Williston Economic Development head Tom Rolfstad said there's likely more foreign investment than what's immediately visible.
Among the latest projects is Swiss firm Stropiq's plan for a $500 million, 219-acre mixed-use development called Williston Crossing featuring 1 million square feet of retail, entertainment and hotel space along with offices and residential plots.
The oil patch is "an emerging market by most definitions, except it is in the continental U.S.," said Stropiq co-founder Terry Olin. "We have rule of law and property rights — things that in most emerging markets can be challenging."
Olin has North Dakota roots but spent the past two decades working on projects in Moscow and St. Petersburg, Russia.
Another foreign investment firm, Singapore's Barons Group of Companies, has proposed a $300 million project in Dickinson called Barons Vista that includes a mall, four-star hotel, spa, offices and condos.
Barons entered the U.S. buying distressed properties during the recession. CEO Danny Lim said that during that time he "realized North Dakota is not suffering a depression and jobs are still very rampant."
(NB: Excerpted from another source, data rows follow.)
//! Lectern CLI - build, serve and package reveal.js slide decks.

use std::path::PathBuf;

use anyhow::Result;
use clap::{Parser, Subcommand};
use tracing_subscriber::{fmt, EnvFilter};

mod commands;

#[derive(Parser)]
#[command(name = "lectern")]
#[command(about = "Build, serve and package reveal.js slide decks")]
#[command(version)]
pub struct Cli {
    #[command(subcommand)]
    command: Commands,

    /// Path to lectern.toml config file
    #[arg(short, long, default_value = "lectern.toml", global = true)]
    config: PathBuf,

    /// Enable verbose output
    #[arg(short, long, global = true)]
    verbose: bool,
}

#[derive(Subcommand, Debug, PartialEq)]
enum Commands {
    /// Compile stylesheets and scripts
    Default,

    /// Script bundling placeholder (does nothing)
    Js,

    /// Compile theme stylesheets
    CssThemes,

    /// Compile, prefix and minify the core stylesheet
    CssCore,

    /// Compile all stylesheets
    Css,

    /// Convert the source document to HTML
    Prebuild,

    /// Convert the document, then compile assets
    Build,

    /// Compile assets and zip the bundle
    Package,

    /// Check bundled scripts and dependencies against known advisories
    Audit {
        /// Fail when anything vulnerable is found
        #[arg(long)]
        strict: bool,
    },

    /// Serve the deck with live reload, rebuilding on change
    Serve {
        /// Port to listen on (falls back to the next free port)
        #[arg(short, long)]
        port: Option<u16>,

        /// Directory to serve; repeat for several, first match wins
        #[arg(short = 'r', long = "root")]
        roots: Vec<PathBuf>,

        /// Do not open browser
        #[arg(long)]
        no_open: bool,

        /// Do not inject the live reload client
        #[arg(long)]
        no_livereload: bool,
    },

    /// Run any task by name
    Run {
        /// Task name, see `lectern tasks`
        task: String,
    },

    /// List available tasks
    Tasks,

    /// Scaffold a new deck in the config file's directory
    Init {
        /// Overwrite existing files
        #[arg(short, long)]
        yes: bool,
    },
}

impl Commands {
    /// Task run by the commands that map directly onto one.
    fn task_name(&self) -> Option<&str> {
        match self {
            Self::Default => Some("default"),
            Self::Js => Some("js"),
            Self::CssThemes => Some("css-themes"),
            Self::CssCore => Some("css-core"),
            Self::Css => Some("css"),
            Self::Prebuild => Some("prebuild"),
            Self::Build => Some("build"),
            Self::Package => Some("package"),
            Self::Run { task } => Some(task),
            _ => None,
        }
    }
}

#[tokio::main]
async fn main() -> Result<()> {
    let cli = Cli::parse();

    // Initialize logging
    let filter = if cli.verbose {
        EnvFilter::new("debug")
    } else {
        EnvFilter::new("info")
    };

    fmt().with_env_filter(filter).with_target(false).init();

    match cli.command {
        Commands::Init { yes } => {
            commands::init::run(&cli.config, yes)?;
        }
        Commands::Tasks => {
            commands::tasks::run();
        }
        Commands::Audit { strict } => {
            let mut config = commands::run::load_config(&cli.config)?;
            config.audit.strict |= strict;
            commands::run::run(config, "audit").await?;
        }
        Commands::Serve {
            port,
            roots,
            no_open,
            no_livereload,
        } => {
            let config = commands::run::load_config(&cli.config)?;
            let options = commands::serve::ServeOptions {
                port,
                roots,
                open: !no_open,
                livereload: !no_livereload,
            };
            commands::serve::run(config, options).await?;
        }
        command => {
            if let Some(task) = command.task_name() {
                let config = commands::run::load_config(&cli.config)?;
                commands::run::run(config, task).await?;
            }
        }
    }

    Ok(())
}

#[cfg(test)]
mod tests {
    use super::*;

    fn parse(args: &[&str]) -> Cli {
        Cli::try_parse_from(std::iter::once("lectern").chain(args.iter().copied())).unwrap()
    }

    #[test]
    fn task_commands_map_to_tasks() {
        assert_eq!(parse(&["css-themes"]).command.task_name(), Some("css-themes"));
        assert_eq!(parse(&["default"]).command.task_name(), Some("default"));
        assert_eq!(parse(&["run", "package"]).command.task_name(), Some("package"));
        assert_eq!(parse(&["tasks"]).command.task_name(), None);
    }

    #[test]
    fn parses_serve_options() {
        let cli = parse(&[
            "-c",
            "talk/lectern.toml",
            "serve",
            "-p",
            "9000",
            "-r",
            ".",
            "-r",
            "assets",
            "--no-open",
        ]);

        assert_eq!(cli.config, PathBuf::from("talk/lectern.toml"));
        assert_eq!(
            cli.command,
            Commands::Serve {
                port: Some(9000),
                roots: vec![PathBuf::from("."), PathBuf::from("assets")],
                no_open: true,
                no_livereload: false,
            }
        );
    }

    #[test]
    fn global_flags_follow_subcommand() {
        let cli = parse(&["audit", "--strict", "-v"]);

        assert!(cli.verbose);
        assert_eq!(cli.command, Commands::Audit { strict: true });
    }
}
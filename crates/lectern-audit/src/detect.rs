//! Library detection in bundled scripts.

use std::fmt;
use std::fs::File;
use std::io::{self, Read};
use std::path::{Path, PathBuf};
use std::sync::LazyLock;

use regex::Regex;
use semver::Version;

/// Bytes of a script inspected for a license banner.
const BANNER_WINDOW: u64 = 4096;

/// Where a component was found.
#[derive(Debug, Clone, PartialEq, Eq)]
pub enum Origin {
    /// A script in the bundle
    Script(PathBuf),

    /// A declaration in a package manifest
    Manifest { file: PathBuf, dev: bool },
}

impl fmt::Display for Origin {
    fn fmt(&self, f: &mut fmt::Formatter<'_>) -> fmt::Result {
        match self {
            Self::Script(path) => write!(f, "{}", path.display()),
            Self::Manifest { file, dev: true } => write!(f, "{} (devDependencies)", file.display()),
            Self::Manifest { file, dev: false } => write!(f, "{} (dependencies)", file.display()),
        }
    }
}

/// A library at a known version.
#[derive(Debug, Clone, PartialEq, Eq)]
pub struct Component {
    pub package: String,
    pub version: Version,
    pub origin: Origin,
}

static FILE_NAME: LazyLock<Regex> = LazyLock::new(|| {
    Regex::new(r"^(?P<name>[A-Za-z][\w.]*?)[-@.]v?(?P<version>\d+\.\d+\.\d+)(?:\.min)?\.js$")
        .expect("valid file name regex")
});

static BANNERS: LazyLock<Vec<(&'static str, Regex)>> = LazyLock::new(|| {
    [
        ("jquery", r"jQuery(?: JavaScript Library)? v(\d+\.\d+\.\d+)"),
        ("highlight.js", r"(?i)highlight\.js v?(\d+\.\d+\.\d+)"),
        ("handlebars", r"(?i)handlebars v(\d+\.\d+\.\d+)"),
        ("marked", r"marked v(\d+\.\d+\.\d+)"),
        ("lodash", r"(?i)lodash(?:\.js)? v?(\d+\.\d+\.\d+)"),
        ("reveal.js", r"reveal\.js v?(\d+\.\d+\.\d+)"),
    ]
    .into_iter()
    .map(|(name, pattern)| (name, Regex::new(pattern).expect("valid banner regex")))
    .collect()
});

/// Detect the library a script bundles.
///
/// The file name (`jquery-3.4.1.min.js`) wins over the banner in the
/// first few kilobytes of the file.
pub fn detect_script(path: &Path) -> io::Result<Option<Component>> {
    if let Some((package, version)) = path
        .file_name()
        .and_then(|n| n.to_str())
        .and_then(from_file_name)
    {
        return Ok(Some(Component {
            package,
            version,
            origin: Origin::Script(path.to_path_buf()),
        }));
    }

    let mut head = Vec::new();
    File::open(path)?
        .take(BANNER_WINDOW)
        .read_to_end(&mut head)?;
    let head = String::from_utf8_lossy(&head);

    Ok(from_banner(&head).map(|(package, version)| Component {
        package,
        version,
        origin: Origin::Script(path.to_path_buf()),
    }))
}

fn from_file_name(name: &str) -> Option<(String, Version)> {
    let caps = FILE_NAME.captures(name)?;
    let version = Version::parse(&caps["version"]).ok()?;
    Some((caps["name"].to_ascii_lowercase(), version))
}

fn from_banner(head: &str) -> Option<(String, Version)> {
    BANNERS.iter().find_map(|(package, re)| {
        let caps = re.captures(head)?;
        let version = Version::parse(&caps[1]).ok()?;
        Some((package.to_string(), version))
    })
}

#[cfg(test)]
mod tests {
    use super::*;
    use tempfile::tempdir;

    #[test]
    fn detects_versioned_file_names() {
        assert_eq!(
            from_file_name("jquery-3.4.1.min.js"),
            Some(("jquery".to_string(), Version::new(3, 4, 1)))
        );
        assert_eq!(
            from_file_name("highlight.js-10.1.0.js"),
            Some(("highlight.js".to_string(), Version::new(10, 1, 0)))
        );
        assert_eq!(
            from_file_name("lodash@4.17.15.js"),
            Some(("lodash".to_string(), Version::new(4, 17, 15)))
        );
        assert_eq!(from_file_name("reveal.js"), None);
        assert_eq!(from_file_name("notes.js"), None);
    }

    #[test]
    fn detects_banners() {
        let head = "/*! jQuery v3.3.1 | (c) JS Foundation and other contributors */\n!function(e){}";

        assert_eq!(
            from_banner(head),
            Some(("jquery".to_string(), Version::new(3, 3, 1)))
        );
        assert_eq!(from_banner("console.log('hi')"), None);
    }

    #[test]
    fn banner_outside_window_is_ignored() {
        let temp = tempdir().unwrap();
        let path = temp.path().join("vendor.js");
        let mut content = " ".repeat(5000);
        content.push_str("/*! jQuery v3.3.1 */");
        std::fs::write(&path, content).unwrap();

        assert_eq!(detect_script(&path).unwrap(), None);
    }

    #[test]
    fn detects_script_from_disk() {
        let temp = tempdir().unwrap();
        let path = temp.path().join("vendor.js");
        std::fs::write(&path, "/*! handlebars v4.5.3 */\nvar Handlebars = {};").unwrap();

        let component = detect_script(&path).unwrap().unwrap();

        assert_eq!(component.package, "handlebars");
        assert_eq!(component.version, Version::new(4, 5, 3));
        assert_eq!(component.origin, Origin::Script(path));
    }
}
North Dakota is an outlier in Barons' portfolio. In Malaysia, the group is developing 36-floor towers replete with luxury residences featuring infinity pools and a hotel. And in the hills of the idyllic Indonesian island of Bali and on the white sand beaches of Boracay in the Philippines it's planning five-star resorts.
Some foreign investments are smaller in scale but still play a role in the local economy. Turkish company Serka Services spent at least $26 million last year on a Fuddruckers restaurant and a hotel in Williston.
Big or small, the rapidly growing, highly paid oil patch population — combined with a severe shortage of housing and retail space — is attractive for such projects, though some people are wary because booms can go bust. That happened in the 1980s in Williston.
Investors "recognize that unlike in a large population area somewhere else in the world, we do have the risk that we become a sparsely populated area again if the oil industry were to shut down," said Olin.
"The first thing that comes to mind is the freezing temperature," added Lim. "The other thing they are thinking is this is a really remote area — are you sure you want to put your money there?"
But unlike previous booms, there are tens of thousands more wells still to be dug and much better technology available, so members of the oil industry and state leaders anticipate oil production will continue for decades to come.
"The situation here, as you well know, is that there is no reason for so many people to live here in the past," said Olin. "And now there is. And we have an awful lot to create."